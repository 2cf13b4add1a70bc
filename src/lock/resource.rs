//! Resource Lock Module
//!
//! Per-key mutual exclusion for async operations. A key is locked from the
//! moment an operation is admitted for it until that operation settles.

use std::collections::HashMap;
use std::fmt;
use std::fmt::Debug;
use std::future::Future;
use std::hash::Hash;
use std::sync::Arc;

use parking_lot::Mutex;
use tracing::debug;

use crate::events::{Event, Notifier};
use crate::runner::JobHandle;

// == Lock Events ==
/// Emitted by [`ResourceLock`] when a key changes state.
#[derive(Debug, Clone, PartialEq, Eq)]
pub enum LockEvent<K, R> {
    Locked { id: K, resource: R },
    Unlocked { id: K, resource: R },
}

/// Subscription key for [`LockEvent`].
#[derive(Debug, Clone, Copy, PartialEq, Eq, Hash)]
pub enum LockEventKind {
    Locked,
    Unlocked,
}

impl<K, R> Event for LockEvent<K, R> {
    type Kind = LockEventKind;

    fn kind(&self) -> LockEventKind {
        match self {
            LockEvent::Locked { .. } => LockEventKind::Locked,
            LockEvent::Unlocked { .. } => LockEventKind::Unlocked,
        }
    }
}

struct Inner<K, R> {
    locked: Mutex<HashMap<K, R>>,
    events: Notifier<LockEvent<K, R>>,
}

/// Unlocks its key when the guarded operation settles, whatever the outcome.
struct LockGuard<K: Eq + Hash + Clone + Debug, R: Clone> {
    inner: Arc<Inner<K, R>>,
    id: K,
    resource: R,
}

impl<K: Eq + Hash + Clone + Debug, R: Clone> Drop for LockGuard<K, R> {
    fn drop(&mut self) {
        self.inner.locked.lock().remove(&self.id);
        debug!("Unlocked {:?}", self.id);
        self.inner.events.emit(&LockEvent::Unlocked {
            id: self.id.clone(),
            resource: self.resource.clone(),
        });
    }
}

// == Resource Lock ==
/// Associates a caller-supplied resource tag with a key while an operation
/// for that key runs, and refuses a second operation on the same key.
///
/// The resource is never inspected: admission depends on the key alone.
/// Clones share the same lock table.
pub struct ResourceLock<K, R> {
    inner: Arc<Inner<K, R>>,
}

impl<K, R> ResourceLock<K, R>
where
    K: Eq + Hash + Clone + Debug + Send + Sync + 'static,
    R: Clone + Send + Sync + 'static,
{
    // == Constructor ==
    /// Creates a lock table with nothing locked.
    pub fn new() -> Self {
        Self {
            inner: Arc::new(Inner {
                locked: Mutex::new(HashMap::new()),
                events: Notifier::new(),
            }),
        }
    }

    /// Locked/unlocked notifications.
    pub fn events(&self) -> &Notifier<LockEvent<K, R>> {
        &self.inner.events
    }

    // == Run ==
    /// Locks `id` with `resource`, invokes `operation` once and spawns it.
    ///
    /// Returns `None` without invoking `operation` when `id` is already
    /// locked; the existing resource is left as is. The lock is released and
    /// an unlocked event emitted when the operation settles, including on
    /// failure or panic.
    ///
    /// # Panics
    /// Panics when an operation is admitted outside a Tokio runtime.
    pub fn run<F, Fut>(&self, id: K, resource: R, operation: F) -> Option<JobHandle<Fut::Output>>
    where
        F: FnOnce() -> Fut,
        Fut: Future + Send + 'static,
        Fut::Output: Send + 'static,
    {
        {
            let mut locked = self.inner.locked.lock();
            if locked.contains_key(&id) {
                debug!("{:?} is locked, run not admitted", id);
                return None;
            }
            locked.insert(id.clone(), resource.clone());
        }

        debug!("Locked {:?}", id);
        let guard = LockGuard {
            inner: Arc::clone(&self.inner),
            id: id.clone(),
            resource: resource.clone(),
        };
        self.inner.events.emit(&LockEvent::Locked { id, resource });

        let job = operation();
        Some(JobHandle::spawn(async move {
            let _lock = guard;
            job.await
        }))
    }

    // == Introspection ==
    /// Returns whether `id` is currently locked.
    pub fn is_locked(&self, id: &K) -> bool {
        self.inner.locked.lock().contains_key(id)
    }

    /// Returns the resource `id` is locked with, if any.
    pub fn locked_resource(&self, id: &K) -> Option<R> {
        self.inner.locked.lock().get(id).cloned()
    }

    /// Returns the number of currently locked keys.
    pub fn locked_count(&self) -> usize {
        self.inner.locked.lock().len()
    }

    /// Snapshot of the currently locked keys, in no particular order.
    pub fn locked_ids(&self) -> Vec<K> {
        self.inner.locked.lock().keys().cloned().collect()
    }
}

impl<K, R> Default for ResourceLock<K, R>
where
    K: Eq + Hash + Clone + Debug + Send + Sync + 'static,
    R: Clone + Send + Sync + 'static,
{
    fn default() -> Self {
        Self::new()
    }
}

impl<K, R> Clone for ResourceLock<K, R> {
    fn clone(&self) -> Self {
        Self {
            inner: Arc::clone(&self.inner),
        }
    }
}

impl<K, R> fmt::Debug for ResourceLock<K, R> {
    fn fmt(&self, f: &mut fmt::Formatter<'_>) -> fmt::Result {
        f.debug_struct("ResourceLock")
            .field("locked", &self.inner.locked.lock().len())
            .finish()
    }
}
--------------------------------------------------
* Work to be completed *
Transcribe the listing above in full, so that every line matches exactly.

* Answer to this exercise *
repository 2cf13b4add1a70bc
filename src/lock/resource.rs
//! Resource Lock Module
//!
//! Per-key mutual exclusion for async operations. A key is locked from the
//! moment an operation is admitted for it until that operation settles.

use std::collections::HashMap;
use std::fmt;
use std::fmt::Debug;
use std::future::Future;
use std::hash::Hash;
use std::sync::Arc;

use parking_lot::Mutex;
use tracing::debug;

use crate::events::{Event, Notifier};
use crate::runner::JobHandle;

// == Lock Events ==
/// Emitted by [`ResourceLock`] when a key changes state.
#[derive(Debug, Clone, PartialEq, Eq)]
pub enum LockEvent<K, R> {
    Locked { id: K, resource: R },
    Unlocked { id: K, resource: R },
}

/// Subscription key for [`LockEvent`].
#[derive(Debug, Clone, Copy, PartialEq, Eq, Hash)]
pub enum LockEventKind {
    Locked,
    Unlocked,
}

impl<K, R> Event for LockEvent<K, R> {
    type Kind = LockEventKind;

    fn kind(&self) -> LockEventKind {
        match self {
            LockEvent::Locked { .. } => LockEventKind::Locked,
            LockEvent::Unlocked { .. } => LockEventKind::Unlocked,
        }
    }
}

struct Inner<K, R> {
    locked: Mutex<HashMap<K, R>>,
    events: Notifier<LockEvent<K, R>>,
}

/// Unlocks its key when the guarded operation settles, whatever the outcome.
struct LockGuard<K: Eq + Hash + Clone + Debug, R: Clone> {
    inner: Arc<Inner<K, R>>,
    id: K,
    resource: R,
}

impl<K: Eq + Hash + Clone + Debug, R: Clone> Drop for LockGuard<K, R> {
    fn drop(&mut self) {
        self.inner.locked.lock().remove(&self.id);
        debug!("Unlocked {:?}", self.id);
        self.inner.events.emit(&LockEvent::Unlocked {
            id: self.id.clone(),
            resource: self.resource.clone(),
        });
    }
}

// == Resource Lock ==
/// Associates a caller-supplied resource tag with a key while an operation
/// for that key runs, and refuses a second operation on the same key.
///
/// The resource is never inspected: admission depends on the key alone.
/// Clones share the same lock table.
pub struct ResourceLock<K, R> {
    inner: Arc<Inner<K, R>>,
}

impl<K, R> ResourceLock<K, R>
where
    K: Eq + Hash + Clone + Debug + Send + Sync + 'static,
    R: Clone + Send + Sync + 'static,
{
    // == Constructor ==
    /// Creates a lock table with nothing locked.
    pub fn new() -> Self {
        Self {
            inner: Arc::new(Inner {
                locked: Mutex::new(HashMap::new()),
                events: Notifier::new(),
            }),
        }
    }

    /// Locked/unlocked notifications.
    pub fn events(&self) -> &Notifier<LockEvent<K, R>> {
        &self.inner.events
    }

    // == Run ==
    /// Locks `id` with `resource`, invokes `operation` once and spawns it.
    ///
    /// Returns `None` without invoking `operation` when `id` is already
    /// locked; the existing resource is left as is. The lock is released and
    /// an unlocked event emitted when the operation settles, including on
    /// failure or panic.
    ///
    /// # Panics
    /// Panics when an operation is admitted outside a Tokio runtime.
    pub fn run<F, Fut>(&self, id: K, resource: R, operation: F) -> Option<JobHandle<Fut::Output>>
    where
        F: FnOnce() -> Fut,
        Fut: Future + Send + 'static,
        Fut::Output: Send + 'static,
    {
        {
            let mut locked = self.inner.locked.lock();
            if locked.contains_key(&id) {
                debug!("{:?} is locked, run not admitted", id);
                return None;
            }
            locked.insert(id.clone(), resource.clone());
        }

        debug!("Locked {:?}", id);
        let guard = LockGuard {
            inner: Arc::clone(&self.inner),
            id: id.clone(),
            resource: resource.clone(),
        };
        self.inner.events.emit(&LockEvent::Locked { id, resource });

        let job = operation();
        Some(JobHandle::spawn(async move {
            let _lock = guard;
            job.await
        }))
    }

    // == Introspection ==
    /// Returns whether `id` is currently locked.
    pub fn is_locked(&self, id: &K) -> bool {
        self.inner.locked.lock().contains_key(id)
    }

    /// Returns the resource `id` is locked with, if any.
    pub fn locked_resource(&self, id: &K) -> Option<R> {
        self.inner.locked.lock().get(id).cloned()
    }

    /// Returns the number of currently locked keys.
    pub fn locked_count(&self) -> usize {
        self.inner.locked.lock().len()
    }

    /// Snapshot of the currently locked keys, in no particular order.
    pub fn locked_ids(&self) -> Vec<K> {
        self.inner.locked.lock().keys().cloned().collect()
    }
}

impl<K, R> Default for ResourceLock<K, R>
where
    K: Eq + Hash + Clone + Debug + Send + Sync + 'static,
    R: Clone + Send + Sync + 'static,
{
    fn default() -> Self {
        Self::new()
    }
}

impl<K, R> Clone for ResourceLock<K, R> {
    fn clone(&self) -> Self {
        Self {
            inner: Arc::clone(&self.inner),
        }
    }
}

impl<K, R> fmt::Debug for ResourceLock<K, R> {
    fn fmt(&self, f: &mut fmt::Formatter<'_>) -> fmt::Result {
        f.debug_struct("ResourceLock")
            .field("locked", &self.inner.locked.lock().len())
            .finish()
    }
}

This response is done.